First I must inform you that the larger the apartment is the better, because the greater is the space for oxygen. Therefore, the less furniture there is in a bedroom the better, and no curtains should be hung either around the windows or bed, nor should dresses be hung up therein. These all harbour dust, and in the dust lives the microbes of almost any disease you can name. But if the room you occupy is small and low in ceiling, it is ever so much more unhealthy, and ventilation is imperative. Ventilation is very simple. For instance, one pane of glass may be taken out and a jalousied glass-work substituted, or the window may be lifted about six inches, and the lower sash allowed to rest upon a board that quite fills up the open space. The air, you see, thus gets in only between the two sashes, and blows right up towards the roof, thus mingling with the rising gases, and rendering them pure and innocuous. Or the upper sash may be lowered and the space filled up with a piece of framed perforated zinc.

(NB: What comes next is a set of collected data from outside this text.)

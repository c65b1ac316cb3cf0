//! Evolution animation sequencer.
//!
//! A backend-triggered personality change plays a fixed-timing sequence:
//! reveal overlay → 300 ms flash → particles → optional factors list →
//! 1000 ms pause → reveal modal → apply the new theme. The sequence is
//! linear and non-cancelable once started.
//!
//! Timing is injectable through the [`Clock`] trait so tests can drive the
//! stages without real sleeps.

use std::future::Future;
use std::time::Duration;

use crate::session::Effect;
use crate::theme::Theme;

/// Overlay flash hold before particles spawn.
pub const FLASH_HOLD: Duration = Duration::from_millis(300);

/// Pause between the factors list and the modal reveal.
pub const MODAL_DELAY: Duration = Duration::from_millis(1000);

/// Overlay fade-out delay after the modal is closed. Intentionally decoupled
/// from the immediate modal hide.
pub const OVERLAY_FADE: Duration = Duration::from_millis(500);

/// Number of cosmetic particles spawned per sequence.
pub const PARTICLE_COUNT: usize = 50;

/// Sleep source for timed stages.
pub trait Clock {
    fn sleep(&self, duration: Duration) -> impl Future<Output = ()> + Send;
}

/// Production clock backed by the tokio timer.
#[derive(Debug, Clone, Copy, Default)]
pub struct TokioClock;

impl Clock for TokioClock {
    fn sleep(&self, duration: Duration) -> impl Future<Output = ()> + Send {
        tokio::time::sleep(duration)
    }
}

/// One timed stage: an effect to emit, then a delay before the next stage.
#[derive(Debug, Clone, PartialEq)]
pub struct Stage {
    pub effect: Effect,
    pub delay_after: Duration,
}

/// The ordered stage list for an evolution into `personality`.
///
/// `factors` is the optional explanation list; it is forwarded even when
/// empty so the renderer decides whether to show the block.
pub fn stages(personality: Theme, factors: Vec<String>) -> Vec<Stage> {
    vec![
        Stage { effect: Effect::ShowOverlay, delay_after: Duration::ZERO },
        Stage { effect: Effect::FlashOverlay, delay_after: FLASH_HOLD },
        Stage {
            effect: Effect::SpawnParticles { theme: personality, count: PARTICLE_COUNT },
            delay_after: Duration::ZERO,
        },
        Stage { effect: Effect::ShowFactors(factors), delay_after: MODAL_DELAY },
        Stage { effect: Effect::ShowModal(personality), delay_after: Duration::ZERO },
        Stage { effect: Effect::SetThemeMarker(personality), delay_after: Duration::ZERO },
    ]
}

/// Drives the staged sequence against a clock.
pub struct EvolutionSequence<C: Clock> {
    clock: C,
}

impl<C: Clock> EvolutionSequence<C> {
    pub fn new(clock: C) -> Self {
        Self { clock }
    }

    /// Play the full sequence, emitting each stage effect in order and
    /// sleeping the stage delays in between. Runs to completion; there is no
    /// cancellation point.
    pub async fn run<F: FnMut(&Effect)>(
        &self,
        personality: Theme,
        factors: Vec<String>,
        emit: &mut F,
    ) {
        for stage in stages(personality, factors) {
            emit(&stage.effect);
            if !stage.delay_after.is_zero() {
                self.clock.sleep(stage.delay_after).await;
            }
        }
    }

    /// Close the modal: modal and particles disappear immediately, the
    /// overlay fades out only after [`OVERLAY_FADE`]. The two hide
    /// operations are intentionally decoupled in timing.
    pub async fn close_modal<F: FnMut(&Effect)>(&self, emit: &mut F) {
        emit(&Effect::HideModal);
        emit(&Effect::ClearParticles);
        self.clock.sleep(OVERLAY_FADE).await;
        emit(&Effect::HideOverlay);
    }
}
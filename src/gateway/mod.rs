//! # Gateway
//!
//! Boundary with the backend service that owns all domain state. The client
//! consumes five JSON endpoints and never mutates what they return:
//!
//! 1. **Status** — `GET /api/status`, the full [`StatusSnapshot`].
//! 2. **Chat** — `POST /api/chat`, one turn plus the post-turn snapshot.
//! 3. **Reset** — `POST /api/reset`, destructive, returns a fresh snapshot.
//! 4. **Events** — `GET /api/events/current`, polled hourly.
//! 5. **Demo** — `POST /api/demo/quick-start`, seeds a near-evolution session.

pub mod client;
pub mod types;

pub use client::{GatewayClient, GatewayClientBuilder, GatewayConfig, GatewayError};
pub use types::{
    ActiveEvent, ChatReply, ChatRequest, EventSnapshot, PersonalityScores, QuickStartReply,
    StatusSnapshot,
};
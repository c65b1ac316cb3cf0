//! Personality theme mapping.
//!
//! Five fixed personalities drive both the chat palette and the radar chart
//! colors. Exactly one theme is active at a time; unknown personality names
//! silently degrade to [`Theme::Natural`].

use colored::Color;
use once_cell::sync::Lazy;
use serde::{Deserialize, Serialize};

/// Closed set of visual/behavioral modes reported by the gateway.
#[derive(Debug, Clone, Copy, PartialEq, Eq, Hash, Serialize, Deserialize)]
#[serde(rename_all = "lowercase")]
pub enum Theme {
    Natural,
    Tsundere,
    Yandere,
    Kuudere,
    Dandere,
}

/// CSS-style color pair used for the radar chart's two channels.
#[derive(Debug, Clone, Copy, PartialEq, Eq)]
pub struct ThemeColors {
    /// Fill channel (translucent).
    pub background: &'static str,
    /// Line/point channel.
    pub border: &'static str,
}

/// Fixed palette table, one entry per theme. The [`Theme::Natural`] entry
/// doubles as the fallback for unrecognized personality names.
static PALETTE: Lazy<Vec<(Theme, ThemeColors)>> = Lazy::new(|| {
    vec![
        (
            Theme::Natural,
            ThemeColors { background: "rgba(76, 175, 80, 0.2)", border: "#4CAF50" },
        ),
        (
            Theme::Tsundere,
            ThemeColors { background: "rgba(255, 105, 180, 0.2)", border: "#FF69B4" },
        ),
        (
            Theme::Yandere,
            ThemeColors { background: "rgba(220, 20, 60, 0.2)", border: "#DC143C" },
        ),
        (
            Theme::Kuudere,
            ThemeColors { background: "rgba(0, 191, 255, 0.2)", border: "#00BFFF" },
        ),
        (
            Theme::Dandere,
            ThemeColors { background: "rgba(216, 191, 216, 0.2)", border: "#D8BFD8" },
        ),
    ]
});

impl Theme {
    pub const ALL: [Theme; 5] = [
        Theme::Natural,
        Theme::Tsundere,
        Theme::Yandere,
        Theme::Kuudere,
        Theme::Dandere,
    ];

    /// Parse a personality name case-insensitively.
    ///
    /// Unknown names fall back to `Natural` — silent degradation, never an
    /// error. The gateway owns the vocabulary; the client must not reject
    /// names it does not know.
    pub fn parse_loose(name: &str) -> Theme {
        match name.trim().to_lowercase().as_str() {
            "natural" => Theme::Natural,
            "tsundere" => Theme::Tsundere,
            "yandere" => Theme::Yandere,
            "kuudere" => Theme::Kuudere,
            "dandere" => Theme::Dandere,
            _ => Theme::Natural,
        }
    }

    /// Color pair for this theme.
    pub fn colors(self) -> ThemeColors {
        PALETTE
            .iter()
            .find(|(t, _)| *t == self)
            .map(|(_, c)| *c)
            .unwrap_or(PALETTE[0].1)
    }

    /// Terminal color matching the border channel.
    pub fn terminal_color(self) -> Color {
        match self {
            Theme::Natural => Color::TrueColor { r: 0x4c, g: 0xaf, b: 0x50 },
            Theme::Tsundere => Color::TrueColor { r: 0xff, g: 0x69, b: 0xb4 },
            Theme::Yandere => Color::TrueColor { r: 0xdc, g: 0x14, b: 0x3c },
            Theme::Kuudere => Color::TrueColor { r: 0x00, g: 0xbf, b: 0xff },
            Theme::Dandere => Color::TrueColor { r: 0xd8, g: 0xbf, b: 0xd8 },
        }
    }

    /// Three-color palette for evolution particles.
    pub fn particle_palette(self) -> [&'static str; 3] {
        match self {
            Theme::Natural => ["#4CAF50", "#66BB6A", "#81C784"],
            Theme::Tsundere => ["#FF69B4", "#FF85C2", "#FFA1D0"],
            Theme::Yandere => ["#DC143C", "#E91E63", "#F06292"],
            Theme::Kuudere => ["#00BFFF", "#4FC3F7", "#81D4FA"],
            Theme::Dandere => ["#D8BFD8", "#E6E6FA", "#F0E8F0"],
        }
    }

    pub fn as_str(self) -> &'static str {
        match self {
            Theme::Natural => "natural",
            Theme::Tsundere => "tsundere",
            Theme::Yandere => "yandere",
            Theme::Kuudere => "kuudere",
            Theme::Dandere => "dandere",
        }
    }
}

impl std::fmt::Display for Theme {
    fn fmt(&self, f: &mut std::fmt::Formatter<'_>) -> std::fmt::Result {
        write!(f, "{}", self.as_str())
    }
}

#[cfg(test)]
mod tests {
    use super::*;
    use rstest::rstest;

    #[rstest]
    #[case("natural", Theme::Natural)]
    #[case("tsundere", Theme::Tsundere)]
    #[case("yandere", Theme::Yandere)]
    #[case("kuudere", Theme::Kuudere)]
    #[case("dandere", Theme::Dandere)]
    fn parse_loose_known_names(#[case] name: &str, #[case] expected: Theme) {
        assert_eq!(Theme::parse_loose(name), expected);
    }

    #[rstest]
    #[case("Tsundere")]
    #[case("TSUNDERE")]
    #[case("  tsundere  ")]
    fn parse_loose_is_case_and_whitespace_insensitive(#[case] name: &str) {
        assert_eq!(Theme::parse_loose(name), Theme::Tsundere);
    }

    #[rstest]
    #[case("")]
    #[case("unknown")]
    #[case("himedere")]
    #[case("NATURAL-ish")]
    fn parse_loose_unknown_falls_back_to_natural(#[case] name: &str) {
        assert_eq!(Theme::parse_loose(name), Theme::Natural);
    }

    #[test]
    fn unknown_personality_gets_natural_color_pair() {
        let fallback = Theme::parse_loose("no-such-personality").colors();
        assert_eq!(fallback, Theme::Natural.colors());
        assert_eq!(fallback.border, "#4CAF50");
    }

    #[test]
    fn every_theme_has_a_distinct_border_color() {
        let mut borders: Vec<&str> = Theme::ALL.iter().map(|t| t.colors().border).collect();
        borders.sort_unstable();
        borders.dedup();
        assert_eq!(borders.len(), Theme::ALL.len());
    }

    #[test]
    fn palette_covers_all_themes() {
        for theme in Theme::ALL {
            // colors() must never hit the unwrap_or fallback for known themes
            let colors = theme.colors();
            assert!(colors.background.starts_with("rgba("));
            assert!(colors.border.starts_with('#'));
        }
    }

    #[test]
    fn particle_palette_first_entry_matches_border() {
        for theme in Theme::ALL {
            assert_eq!(theme.particle_palette()[0], theme.colors().border);
        }
    }

    #[test]
    fn display_is_lowercase_name() {
        assert_eq!(Theme::Yandere.to_string(), "yandere");
        assert_eq!(Theme::Natural.to_string(), "natural");
    }

    #[test]
    fn serde_roundtrip_lowercase() {
        let json = serde_json::to_string(&Theme::Kuudere).unwrap();
        assert_eq!(json, "\"kuudere\"");
        let back: Theme = serde_json::from_str(&json).unwrap();
        assert_eq!(back, Theme::Kuudere);
    }
}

But in summer keep the windows wide open all the time, not a wee bit, mind you, but that would mean a roaring draught, but widely, generously open. Your reward will be a total disappearance of all languor on first getting up, the rose tints on lips and cheeks, brighter eyes, and that calm contented feeling which is never experienced by any but the strong.

SAVING UP FOR A HOLIDAY.


Begin now at once to put by small sums for this. If you don’t think yourself too old to put money in the savings bank, do so by all means, and little by little your fresh air fund will mount up, and how very useful this will be when you do get your summer or autumn holiday time will prove. Try this scheme. Mind that pennies saved result in pounds gained.

NERVOUS AND WEAK.

I am really putting the cart before the horse, because it is in the weakness which causes the nervousness, and the symptoms of this trouble are far too numerous even to name. This ailment is called neurasthenia by medical men, a word compounded of two Greek ones, meaning absence of strength in the nervous. It usually arises from want of proper food, fresh air, and pleasurable exercise. Cycling girls who spurt or scorch are subject to it, because they weaken or stretch their hearts. Overwork won’t induce it, but work and worry will. Eating more than enough at meal-times is a very common cause of neurasthenia, owing to the strain on the internal system to get rid of the superabundance. A girl who is fond of the table is always more or less in a state of fever, especially if she uses much meat, flour puddings and sugar.

In cases of this kind, the ignorant fly to physic and dose themselves with tonics, which are most pernicious. The meals should be, breakfast at eight or earlier, having taken a large glass of hot water half an hour before it. Dinner at half-past twelve to one, a small cup of tea with milk and sugar, but nothing to eat, at five, and supper at eight. A light biscuit or two before going to bed, and a glass of milk will do good if hunger is felt, or any gnawing sensation at the pit of the stomach. You may drink if thirsty between meals, but a mere mouthful of water with dinner is enough.